A mediados de octubre, el gobierno propuso nuevos impuestos sobre el tabaco, la gasolina y las llamadas de voz a través de servicios de mensajería como WhatsApp para aumentar sus ingresos, pero la reacción violenta de la población obligó a cancelar los planes. Sin embargo, nada pudo frenar la oleada de descontento acumulada durante años.
Decenas de miles de libaneses salieron a las calles, lo que llevó a la renuncia del primer ministro respaldado por occidente, Saad Hariri, y su gobierno de unidad.
Las protestas dejaron de lado incluso el habitual sectarismo político, algo que no sucedía desde que terminó la devastadora guerra civil.
El recién nombrado primer ministro Hassan Diab anunció que Líbano no podría cumplir con sus compromisos de deuda externa por primera vez en su historia.
Afirmó que sus reservas de divisas habían alcanzado un nivel “crítico y peligroso” y que era necesario mantener las que quedaban para pagar las importaciones esenciales.
A raíz de las primeras muertes por covid-19 y el aumento de las infecciones, el gobierno impuso a mediados de marzo un confinamiento obligatorio para frenar la propagación de la enfermedad.
Por un lado, esto obligó a los manifestantes antigubernamentales a abandonar las calles, pero por otro, agravó la crisis económica y expuso las deficiencias del sistema de bienestar social del Líbano.
Muchos negocios se vieron obligados a despedir al personal o darles vacaciones sin sueldo y la brecha entre el valor de la libra libanesa en los tipos de cambio oficiales y la del mercado negro se amplió.
Además los bancos endurecieron los controles de capital.
La inflación agravó mucho más la situación de las familias, incapaces de comprar ni siquiera los artículos para cubrir las necesidades básicas. Las crecientes dificultades económicas provocaron nuevos disturbios.
En abril, soldados mataron a tiros a un joven durante una protesta violenta y varios bancos fueron incendiados.
Mientras tanto, el gobierno finalmente aprobó un plan de recuperación con el que esperaba terminar con la crisis económica y obtener el apoyo del Fondo Monetario Internacional (FMI) que debía conceder un paquete de rescate por valor de $10.000 millones.

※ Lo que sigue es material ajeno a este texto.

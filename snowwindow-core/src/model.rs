use chrono::{DateTime, Utc};
use serde::{Deserialize, Serialize};

/// Fixed cadence of the 5-day forecast feed: one sample every 3 hours.
/// Each sample covers the half-open window `[timestamp, timestamp + step)`.
pub const FORECAST_STEP_HOURS: i64 = 3;

/// One timestamped forecast reading, already normalized by the provider:
/// temperature in °F, snow accumulation in inches (0 when no snow).
#[derive(Debug, Clone, PartialEq)]
pub struct ForecastSample {
    pub timestamp: DateTime<Utc>,
    pub temperature: f64,
    pub snow_accumulation: f64,
}

/// A maximal contiguous run of snowing samples, merged into one record.
///
/// `accumulation` is the sum over contributing samples (inches) and `temp`
/// the arithmetic mean of their temperatures (°F). Always `start_time <
/// end_time` and `accumulation > 0`; immutable once built.
#[derive(Debug, Clone, PartialEq, Serialize, Deserialize)]
pub struct SnowEvent {
    pub start_time: DateTime<Utc>,
    pub end_time: DateTime<Utc>,
    pub accumulation: f64,
    pub temp: f64,
}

Para cuando las restricciones de coronavirus comenzaron a levantarse en mayo, los precios de algunos alimentos se habían duplicado y el primer ministro advirtió que Líbano estaba en riesgo de caer en una “gran crisis alimentaria”.
“Muchos libaneses ya han dejado de comprar carne, frutas y verduras, y pronto les resultará difícil pagar incluso el pan“, escribió en el Washington Post.
La mayoría de los analistas apuntan a un factor clave: el sectarismo político. Son grupos que se ocupan de sus propios intereses.
Líbano reconoce oficialmente a 18 comunidades religiosas: cuatro musulmanas, 12 cristianas, la secta drusa y el judaísmo.
Las tres principales instituciones políticas -el presidente, el presidente del parlamento y el primer ministro- se dividen entre las tres comunidades más grandes (cristiana maronita, musulmana chiíta y musulmana sunita, respectivamente) en virtud de un acuerdo que data de 1943.
Los 128 escaños del Parlamento también se dividen en partes iguales entre cristianos y musulmanes (incluidos los drusos).
Es esta diversidad religiosa la que hace del país un blanco fácil para la interferencia de las potencias externas.
Así sucede por ejemplo con el respaldo de Irán al movimiento chiíta de Hezbolá, ampliamente considerado como el grupo militar y político más poderoso del Líbano.
Desde el final de la guerra civil, los líderes políticos de cada secta han mantenido su poder e influencia a través de un sistema de redes de mecenazgo, protegiendo los intereses de las comunidades religiosas que representan y ofreciendo incentivos financieros, tanto legales como ilegales.
Líbano ocupa el puesto 137 de 180 países (180 es el peor) en el Índice de Percepción de la Corrupción de Transparencia Internacional de 2019.
El organismo de control dice que la corrupción impregna todos los niveles de la sociedad en el Líbano, con los partidos políticos, el parlamento y la policía percibidos como “las instituciones más corruptas del país”.